En 1982, cuando la radio colombiana amaneció jubilosa con la noticia de
que García Márquez acababa de convertirse en el primer
Nobel colombiano, el buen profesor salió regocijado a la calle,
esperando encontrarse a un pueblo de fiesta. Pero no. Lo único que halló
fue a un grupo de alcohólicos en una esquina que se burlaron de él.
‘Mulford’, le gritaron, ‘¿Ya supiste que tu marido se ganó el Nobel?’,
se lee en ‘Aracataca, muchos años después’, crónica publicada en 2001 en ‘El Heraldo’ y perteneciente al libro ‘Antología de grandes crónicas colombianas’.

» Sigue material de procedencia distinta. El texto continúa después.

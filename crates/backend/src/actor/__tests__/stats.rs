//! StatsActor scenario tests.

#[cfg(test)]
mod tests {
  use std::time::Duration;

  use futures::future::join_all;

  use crate::actor::{
    __tests__::helpers::{STUCK_ACTOR, spawn_stats, wait_for},
    handle::SendError,
    message::StatsSnapshot,
  };

  #[tokio::test]
  async fn test_fresh_store_is_zero() {
    let (stats, _cancel) = spawn_stats();
    assert_eq!(stats.snapshot().await.unwrap(), StatsSnapshot::default());
  }

  #[tokio::test]
  async fn test_totals_accumulate() {
    let (stats, _cancel) = spawn_stats();

    stats.record(Duration::from_millis(10)).await.unwrap();
    stats.record(Duration::from_millis(30)).await.unwrap();

    let snapshot = stats.snapshot().await.unwrap();
    assert_eq!(snapshot.count, 2);
    assert_eq!(snapshot.total_latency_micros, 40_000);
    assert_eq!(snapshot.total_latency_micros / snapshot.count, 20_000);
  }

  #[tokio::test]
  async fn test_zero_latency_still_counts() {
    let (stats, _cancel) = spawn_stats();

    stats.record(Duration::ZERO).await.unwrap();

    let snapshot = stats.snapshot().await.unwrap();
    assert_eq!(snapshot.count, 1);
    assert_eq!(snapshot.total_latency_micros, 0);
  }

  #[tokio::test]
  async fn test_concurrent_records_are_all_counted() {
    let (stats, _cancel) = spawn_stats();

    let records = (0..200).map(|_| {
      let stats = stats.clone();
      async move { stats.record(Duration::from_micros(5)).await }
    });
    for result in tokio::time::timeout(STUCK_ACTOR, join_all(records)).await.expect("stats stuck") {
      result.unwrap();
    }

    let snapshot = stats.snapshot().await.unwrap();
    assert_eq!(snapshot.count, 200);
    assert_eq!(snapshot.total_latency_micros, 1_000);
  }

  #[tokio::test]
  async fn test_detached_records_arrive() {
    let (stats, _cancel) = spawn_stats();

    for _ in 0..3 {
      stats.record_detached(Duration::from_millis(1));
    }

    let handle = stats.clone();
    let arrived = wait_for(STUCK_ACTOR, || {
      let handle = handle.clone();
      async move { handle.snapshot().await.map(|s| s.count == 3).unwrap_or(false) }
    })
    .await;
    assert!(arrived, "detached records should land");
  }

  #[tokio::test]
  async fn test_totals_never_decrease() {
    let (stats, _cancel) = spawn_stats();

    let mut last = StatsSnapshot::default();
    for ms in [0, 5, 0, 12, 1] {
      stats.record(Duration::from_millis(ms)).await.unwrap();
      let now = stats.snapshot().await.unwrap();
      assert!(now.count > last.count);
      assert!(now.total_latency_micros >= last.total_latency_micros);
      last = now;
    }
  }

  #[tokio::test]
  async fn test_cancelled_stats_report_actor_gone() {
    let (stats, cancel) = spawn_stats();
    cancel.cancel();

    let handle = stats.clone();
    let gone = wait_for(STUCK_ACTOR, || {
      let handle = handle.clone();
      async move { matches!(handle.snapshot().await, Err(SendError::ActorGone)) }
    })
    .await;
    assert!(gone);
  }
}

McCausland, el hincha: ferviente seguidor del Júnior de Barranquilla.
Como toda gran pasión, su equipo podía sacar lo mejor y lo peor de él.
Alegrías, pero también fuertes regaños si los datos del partido no eran
actualizados minuciosamente, y a tiempo, en la versión digital del
periódico. Amor de devoto.
McCausland, el jefe. Un recuerdo
colectivo lo evoca como una máquina de trabajar, una especie de robot
con acento de la costa que desde muy temprano en la mañana ya estaba
enterado de las noticias del momento (que algunas veces no dudaba en
comunicar por teléfono a sus redactores cuando aún el sol no había
salido) y quien generalmente no salía de su oficina hasta bien entrada
la noche. Muchos sábados los dedicó a compartir sus experiencias a
jóvenes interesados en el mundo del periodismo, como parte de la Escuela de Redacción Olga Emilini, una iniciativa impulsada por ‘El Heraldo’.
Un verdadero creyente en ser multimedia, así el término no hubiera sido muy popular cuando McCausland comenzaba a mezclar la prensa con la radio, la radio con la televisión, la televisión con el cine, el cine con los documentales, los documentales con la literatura.